Dialectical movement does not grasp God. It must simply limit itself to the statement of opposites: in one and the same moment, God “goes forth out of himself and remains within himself”. And even this is simply a statement about the relation of the world to God, for God only “goes forth” and “moves” in that he causes motion, God “remains in himself” only in that he causes stable identity.
God is the one who scatters the seeds of agapē (charity) and eros (yearning), for he has brought these things that were within him outside himself in the act of creation. That is why we read, “God is love”, and in the Song of Songs he is called agapē, and also “sweetness” and “desire”, which are what eros means. For he is the one who is truly loveable and desirable. Because this loving desire has flowed out of him, he—its creator—is said to be himself in love; but insofar as he is himself the one who is truly loveable and desirable, he moves everything that looks toward him and that possesses, in its own way, the power of yearning.
Insofar as it is both eros and agapē, the divine mystery is in motion; insofar as it is loved and longed for, it moves all that is capable of eros and agapē toward itself. To put it more clearly, the divine mystery is in motion insofar as it endows beings capable of longing and love with an inner share in its own life; on the other hand, it moves other beings insofar as it stimulates the longing of what is moved toward it, by means of its very nature. Or again: God moves and is moved, thirsting that others may thirst for him, longing to be longed for, loving to be loved.

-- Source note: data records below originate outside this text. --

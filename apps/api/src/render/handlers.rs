use axum::{
    extract::{Path, State},
    response::Html,
    Json,
};
use tracing::debug;

use crate::models::cv::{CvModel, TemplateId};
use crate::preview::PreviewSurface;
use crate::render::sample::sample_cv;
use crate::render::{template_catalog, TemplateInfo};
use crate::state::AppState;

/// GET /api/v1/templates
pub async fn handle_list_templates() -> Json<Vec<TemplateInfo>> {
    Json(template_catalog())
}

/// POST /api/v1/preview
/// Renders the posted draft with its selected template as a full HTML page.
pub async fn handle_preview(
    State(state): State<AppState>,
    Json(cv): Json<CvModel>,
) -> Html<String> {
    let surface = PreviewSurface::mount(&cv, &state.labels);
    debug!(
        "Rendered preview: template={} sections={:?}",
        cv.template,
        surface.document().sections
    );
    Html(surface.page_html())
}

/// GET /api/v1/templates/:id/preview
/// Renders the built-in sample CV with the given template. Unknown ids fall
/// back to modern.
pub async fn handle_template_preview(
    State(state): State<AppState>,
    Path(id): Path<String>,
) -> Html<String> {
    let cv = sample_cv().with_template(TemplateId::parse(&id));
    Html(PreviewSurface::mount(&cv, &state.labels).page_html())
}
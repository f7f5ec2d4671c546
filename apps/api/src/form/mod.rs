//! Draft editing, required-field checks and credit-gated submission.

pub mod editor;
pub mod handlers;
pub mod submit;
pub mod validation;
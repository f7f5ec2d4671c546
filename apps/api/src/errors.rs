use axum::{
    http::StatusCode,
    response::{IntoResponse, Response},
    Json,
};
use serde_json::json;
use thiserror::Error;

use crate::export::ExportError;
use crate::form::editor::FormError;
use crate::storage::StorageError;

/// Application-level error type.
/// Implements `IntoResponse` so Axum handlers can return `Result<T, AppError>`.
#[derive(Debug, Error)]
pub enum AppError {
    #[error("Not found: {0}")]
    NotFound(String),

    #[error("Validation error: {0}")]
    Validation(String),

    #[error("Unprocessable entity: {0}")]
    UnprocessableEntity(String),

    #[error("Insufficient credits: {available} available")]
    InsufficientCredits { available: i64 },

    #[error("Storage error: {0}")]
    Storage(#[from] StorageError),

    #[error("Export error: {0}")]
    Export(#[from] ExportError),

    #[error("Internal server error: {0}")]
    Internal(#[from] anyhow::Error),
}

impl From<FormError> for AppError {
    fn from(e: FormError) -> Self {
        AppError::UnprocessableEntity(e.to_string())
    }
}

impl IntoResponse for AppError {
    fn into_response(self) -> Response {
        let (status, code, message) = match &self {
            AppError::NotFound(msg) => (StatusCode::NOT_FOUND, "NOT_FOUND", msg.clone()),
            AppError::Validation(msg) => (StatusCode::BAD_REQUEST, "VALIDATION_ERROR", msg.clone()),
            AppError::UnprocessableEntity(msg) => (
                StatusCode::UNPROCESSABLE_ENTITY,
                "UNPROCESSABLE_ENTITY",
                msg.clone(),
            ),
            AppError::InsufficientCredits { .. } => (
                StatusCode::PAYMENT_REQUIRED,
                "INSUFFICIENT_CREDITS",
                "Not enough credits to create a CV".to_string(),
            ),
            AppError::Storage(e) => {
                tracing::error!("Storage error: {e}");
                (
                    StatusCode::BAD_GATEWAY,
                    "STORAGE_ERROR",
                    "A storage error occurred".to_string(),
                )
            }
            AppError::Export(e) => {
                tracing::error!("Export error: {e}");
                (
                    StatusCode::INTERNAL_SERVER_ERROR,
                    "EXPORT_ERROR",
                    "The document could not be generated".to_string(),
                )
            }
            AppError::Internal(e) => {
                tracing::error!("Internal error: {e:?}");
                (
                    StatusCode::INTERNAL_SERVER_ERROR,
                    "INTERNAL_ERROR",
                    "An internal server error occurred".to_string(),
                )
            }
        };

        let body = Json(json!({
            "error": {
                "code": code,
                "message": message
            }
        }));

        (status, body).into_response()
    }
}
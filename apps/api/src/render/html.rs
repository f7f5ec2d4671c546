//! Minimal HTML writer used by the template renderers.
//!
//! Every piece of user text goes through `text`/`element`, which escape it;
//! only tag names, classes and inline styles chosen by the templates are
//! written raw.

use std::borrow::Cow;

pub fn escape(s: &str) -> Cow<'_, str> {
    if !s.contains(['&', '<', '>', '"', '\'']) {
        return Cow::Borrowed(s);
    }
    let mut out = String::with_capacity(s.len() + 16);
    for c in s.chars() {
        match c {
            '&' => out.push_str("&amp;"),
            '<' => out.push_str("&lt;"),
            '>' => out.push_str("&gt;"),
            '"' => out.push_str("&quot;"),
            '\'' => out.push_str("&#39;"),
            _ => out.push(c),
        }
    }
    Cow::Owned(out)
}

#[derive(Debug, Default)]
pub struct Html {
    buf: String,
}

impl Html {
    pub fn new() -> Self {
        Self::default()
    }

    /// Opens a tag with arbitrary attributes. Pairs with an empty value are
    /// skipped; values are escaped.
    pub fn open_attrs(&mut self, tag: &str, attrs: &[(&str, &str)]) -> &mut Self {
        self.buf.push('<');
        self.buf.push_str(tag);
        for (name, value) in attrs {
            if value.is_empty() {
                continue;
            }
            self.buf.push(' ');
            self.buf.push_str(name);
            self.buf.push_str("=\"");
            self.buf.push_str(&escape(value));
            self.buf.push('"');
        }
        self.buf.push('>');
        self
    }

    /// Opens `<tag class="..." style="...">`. Empty class or style is omitted.
    pub fn open(&mut self, tag: &str, class: &str, style: &str) -> &mut Self {
        self.open_attrs(tag, &[("class", class), ("style", style)])
    }

    pub fn close(&mut self, tag: &str) -> &mut Self {
        self.buf.push_str("</");
        self.buf.push_str(tag);
        self.buf.push('>');
        self
    }

    pub fn text(&mut self, s: &str) -> &mut Self {
        self.buf.push_str(&escape(s));
        self
    }

    /// `<tag class style>text</tag>` in one call.
    pub fn element(&mut self, tag: &str, class: &str, style: &str, text: &str) -> &mut Self {
        self.open(tag, class, style).text(text).close(tag)
    }

    /// `<ul>` with one `<li>` per item; nothing at all when `items` is empty.
    pub fn list<S: AsRef<str>>(
        &mut self,
        class: &str,
        style: &str,
        item_style: &str,
        items: &[S],
    ) -> &mut Self {
        if items.is_empty() {
            return self;
        }
        self.open("ul", class, style);
        for item in items {
            self.element("li", "", item_style, item.as_ref());
        }
        self.close("ul")
    }

    pub fn finish(self) -> String {
        self.buf
    }
}

#[cfg(test)]
mod tests {
    use super::*;

    #[test]
    fn test_escape_special_characters() {
        assert_eq!(
            escape(r#"<b>"R&D" it's</b>"#),
            "&lt;b&gt;&quot;R&amp;D&quot; it&#39;s&lt;/b&gt;"
        );
    }

    #[test]
    fn test_escape_borrows_clean_input() {
        assert!(matches!(escape("plain text"), Cow::Borrowed(_)));
    }

    #[test]
    fn test_element_escapes_text_and_omits_empty_attributes() {
        let mut html = Html::new();
        html.element("p", "", "", "a < b");
        assert_eq!(html.finish(), "<p>a &lt; b</p>");
    }

    #[test]
    fn test_list_skips_empty_items_slice() {
        let mut html = Html::new();
        html.list::<&str>("bullets", "", "", &[]);
        assert_eq!(html.finish(), "");
    }

    #[test]
    fn test_list_renders_items_in_order() {
        let mut html = Html::new();
        html.list("b", "", "", &["one", "two"]);
        assert_eq!(
            html.finish(),
            r#"<ul class="b"><li>one</li><li>two</li></ul>"#
        );
    }
}
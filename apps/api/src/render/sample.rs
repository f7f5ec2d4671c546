//! Built-in CV shown when a template is previewed before the user has typed
//! anything.

use crate::models::cv::{CvModel, EducationEntry, ExperienceEntry, PersonalInfo, TemplateId};

pub fn sample_cv() -> CvModel {
    CvModel {
        personal_info: PersonalInfo {
            full_name: "Tuna Tunc".to_string(),
            job_title: "Software Engineer".to_string(),
            email: "tuna.tunc@example.com".to_string(),
            phone: "+90 555 123 4567".to_string(),
            location: "Istanbul, Turkey".to_string(),
            summary: "A passionate software engineer with 5 years of experience in developing \
                      innovative solutions. Proficient in multiple programming languages and \
                      frameworks. Eager to contribute to challenging projects."
                .to_string(),
        },
        experience: vec![
            ExperienceEntry {
                company: "Tech Solutions Inc.".to_string(),
                position: "Senior Developer".to_string(),
                start_date: "2020-01".to_string(),
                // Blank end renders as the `present` label.
                end_date: String::new(),
                description: "Led a team of 5 developers.\n\
                              Developed and maintained key product features.\n\
                              Improved application performance by 20%."
                    .to_string(),
            },
            ExperienceEntry {
                company: "Web Wizards LLC".to_string(),
                position: "Junior Developer".to_string(),
                start_date: "2018-06".to_string(),
                end_date: "2019-12".to_string(),
                description: "Assisted in developing client websites.\n\
                              Participated in code reviews and testing."
                    .to_string(),
            },
        ],
        education: vec![EducationEntry {
            institution: "State University".to_string(),
            degree: "B.Sc. in Computer Science".to_string(),
            start_date: "2014-09".to_string(),
            end_date: "2018-05".to_string(),
            description: "Graduated with Honors.".to_string(),
        }],
        skills: [
            "JavaScript",
            "React",
            "Node.js",
            "Python",
            "SQL",
            "Agile Methodologies",
        ]
        .into_iter()
        .map(String::from)
        .collect(),
        achievements: vec![
            "Employee of the Month (Tech Solutions Inc.)".to_string(),
            "Published an open-source library with 1k+ stars on GitHub".to_string(),
        ],
        template: TemplateId::default(),
    }
}

#[cfg(test)]
mod tests {
    use super::*;
    use crate::form::validation::check_required;
    use crate::render::content::{description_bullets, visible_experience};

    #[test]
    fn test_sample_passes_required_fields() {
        assert!(check_required(&sample_cv()).passed);
    }

    #[test]
    fn test_sample_description_splits_into_bullets() {
        let cv = sample_cv();
        let current = visible_experience(&cv)[0];
        assert_eq!(description_bullets(&current.description).len(), 3);
        assert!(current.end_date.is_empty());
    }
}
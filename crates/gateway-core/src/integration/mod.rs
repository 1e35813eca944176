//! Integration management for configured third-party services

mod types;
mod registry;

pub use types::*;
pub use registry::IntegrationRegistry;
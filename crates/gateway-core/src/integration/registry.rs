//! Integration registry

use std::collections::HashMap;

use tracing::{debug, info};

use super::types::Integration;

/// Registry of configured integrations, keyed by integration key.
///
/// Populated once at process startup and shared read-only (behind an `Arc`)
/// across concurrent requests for the lifetime of the process. Requests never
/// mutate the registry, so no interior locking is needed.
#[derive(Default)]
pub struct IntegrationRegistry {
    integrations: HashMap<String, Integration>,
}

impl IntegrationRegistry {
    /// Create an empty registry
    pub fn new() -> Self {
        Self::default()
    }

    /// Register an integration, replacing any previous entry under its key.
    ///
    /// Startup-time only; the registry is frozen before serving traffic.
    pub fn register(&mut self, integration: Integration) -> Option<Integration> {
        debug!("Registering integration: {}", integration.key);
        self.integrations
            .insert(integration.key.clone(), integration)
    }

    /// Look up an integration by key.
    ///
    /// Absence means the integration is not configured for this process.
    pub fn get(&self, key: &str) -> Option<&Integration> {
        self.integrations.get(key)
    }

    /// Whether an integration with this key is configured
    pub fn contains(&self, key: &str) -> bool {
        self.integrations.contains_key(key)
    }

    /// All configured integration keys
    pub fn keys(&self) -> Vec<&str> {
        self.integrations.keys().map(String::as_str).collect()
    }

    /// All configured integrations
    pub fn list(&self) -> Vec<&Integration> {
        self.integrations.values().collect()
    }

    /// Number of configured integrations
    pub fn len(&self) -> usize {
        self.integrations.len()
    }

    /// Whether no integrations are configured
    pub fn is_empty(&self) -> bool {
        self.integrations.is_empty()
    }

    /// Log a startup summary of the registry contents
    pub fn log_summary(&self) {
        info!("Loaded {} integrations", self.integrations.len());
        for integration in self.integrations.values() {
            debug!("  {} ({})", integration.key, integration.name);
        }
    }
}

impl std::fmt::Debug for IntegrationRegistry {
    fn fmt(&self, f: &mut std::fmt::Formatter<'_>) -> std::fmt::Result {
        f.debug_struct("IntegrationRegistry")
            .field("integrations", &self.keys())
            .finish()
    }
}
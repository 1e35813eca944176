//! Integration Gateway CLI - serves configured integration API functions over HTTP

use std::path::PathBuf;

use anyhow::Context;
use clap::Parser;
use tracing::info;

use gateway_server::{GatewayConfig, GatewayServer};

/// Integration Gateway - per-request API function resolution for configured integrations
#[derive(Parser, Debug)]
#[command(name = "integration-gateway")]
#[command(version = "0.1.0")]
#[command(about = "HTTP gateway that resolves and invokes integration API functions")]
struct Args {
    /// Path to the gateway configuration file
    #[arg(long, env = "GATEWAY_CONFIG", default_value = "gateway.json")]
    config: PathBuf,

    /// Port to serve on (overrides the configured port)
    #[arg(long)]
    port: Option<u16>,
}

#[tokio::main]
async fn main() -> anyhow::Result<()> {
    let args = Args::parse();

    tracing_subscriber::fmt()
        .with_env_filter(
            tracing_subscriber::EnvFilter::from_default_env()
                .add_directive(tracing::Level::INFO.into()),
        )
        .init();

    let config = GatewayConfig::load(&args.config)
        .with_context(|| format!("Failed to load config from {}", args.config.display()))?;

    let registry = config.build_registry()?;
    let port = args.port.unwrap_or(config.port);

    info!("Serving {} integrations on port {}", registry.len(), port);

    let server = GatewayServer::new(registry, port);
    server.run().await?;

    Ok(())
}
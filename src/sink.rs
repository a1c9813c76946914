//! Terminal consumers of signal occurrences.
//!
//! A [`Sink`] is the end of a signal pipeline: actuation, logging, alarms.
//! Its stored handler runs if and only if the processed signal occurred; a
//! silent signal (or a vacant sink) has no observable effect.

use crate::fixed_fn::{DEFAULT_CAPACITY, FixedHandler};
use crate::signal::Signal;

/// Consumer invoked only on signal occurrence.
pub struct Sink<'f, T, const CAP: usize = DEFAULT_CAPACITY> {
    handler: FixedHandler<'f, T, CAP>,
}

impl<'f, T, const CAP: usize> Sink<'f, T, CAP> {
    /// A sink holding no handler; [`process`](Self::process) does nothing.
    pub const fn vacant() -> Self {
        Self {
            handler: FixedHandler::vacant(),
        }
    }

    /// Store `f` as the handler. Fails to compile if `f` does not fit in
    /// `CAP` bytes.
    pub fn new<F>(f: F) -> Self
    where
        F: Fn(&T) + Clone + 'f,
    {
        Self {
            handler: FixedHandler::new(f),
        }
    }

    /// Whether a handler is stored.
    #[inline]
    pub fn is_set(&self) -> bool {
        self.handler.is_set()
    }

    /// Invoke the handler with the signal's payload iff the signal occurred.
    pub fn process(&self, signal: &Signal<T>) {
        if signal.occurred() {
            self.handler.call(signal.value());
        }
    }
}

impl<'f, T, const CAP: usize> Clone for Sink<'f, T, CAP> {
    fn clone(&self) -> Self {
        Self {
            handler: self.handler.clone(),
        }
    }
}

impl<'f, T, const CAP: usize> Default for Sink<'f, T, CAP> {
    fn default() -> Self {
        Self::vacant()
    }
}
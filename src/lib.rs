//! Reactive dataflow primitives for no-std embedded targets.
//!
//! # Highlights
//! - Continuous values ([`Cell`]), sampled computations ([`Behavior`]),
//!   discrete occurrences ([`Signal`]) and terminal consumers ([`Sink`]).
//! - Zero dynamic allocation: every closure lives in a fixed-capacity inline
//!   buffer ([`FixedThunk`]/[`FixedHandler`]), sized by a const parameter.
//! - No dispatch machinery: recomputation is explicit and caller-ordered.
//!
//! # Quick start
//! ```
//! use cellflow::{Behavior, Cell};
//!
//! let celsius = Cell::new(20);
//! let fahrenheit: Behavior<'_, i32, 128> =
//!     Behavior::<i32>::tracking(&celsius).map(|c| c * 9 / 5 + 32);
//!
//! assert_eq!(fahrenheit.sample(), 68);
//! celsius.set_value(25);
//! assert_eq!(fahrenheit.sample(), 77);
//! ```
//!
//! # No-std
//! The crate is `#![no_std]` by default. Tests require `std`.
//!
//! # Safety and concurrency
//! Single-threaded, synchronous execution: every operation runs to completion
//! on the caller's thread and the types are `!Sync`. Access from interrupt
//! handlers or other threads must be serialized externally before any
//! operation is invoked.
//!
//! # Semantics
//! - A callable larger than its configured buffer is rejected when the
//!   program is compiled; invoking a vacant callable yields a silent default.
//! - `Behavior::sample` re-executes its computation on every call, never
//!   memoizing; whether it tracks a live cell or a frozen snapshot is an
//!   explicit constructor choice.
//! - [`ReactiveGraph`] stores no dependency metadata: after an upstream
//!   write, the caller re-issues `update_cell` for each downstream cell in a
//!   valid order, or those cells go stale.
#![no_std]

pub mod behavior;
pub mod cell;
pub mod fixed_fn;
pub mod graph;
pub mod signal;
pub mod sink;

pub use behavior::{Behavior, lift2, lift3};
pub use cell::Cell;
pub use fixed_fn::{DEFAULT_CAPACITY, FixedHandler, FixedThunk, MAX_ALIGN};
pub use graph::{CellAt, ReactiveGraph};
pub use signal::{Signal, filter, merge};
pub use sink::Sink;

#[cfg(test)]
extern crate std;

This dialectic of motion and rest teaches us no more than the dialectic of being and not-being. It simply brings us, once again, back to the focal point of this polarity within creaturely existence, where the creature’s precise difference from God and his precise similarity with God stand inseparably linked. For in the path of historical existence He both the creature’s powerlessness and his vitality. This is the ultimate reason why there is, in Maximus’ ontology, no absolute affirmation or negation and why the “superessential light” remains a “dark radiance”.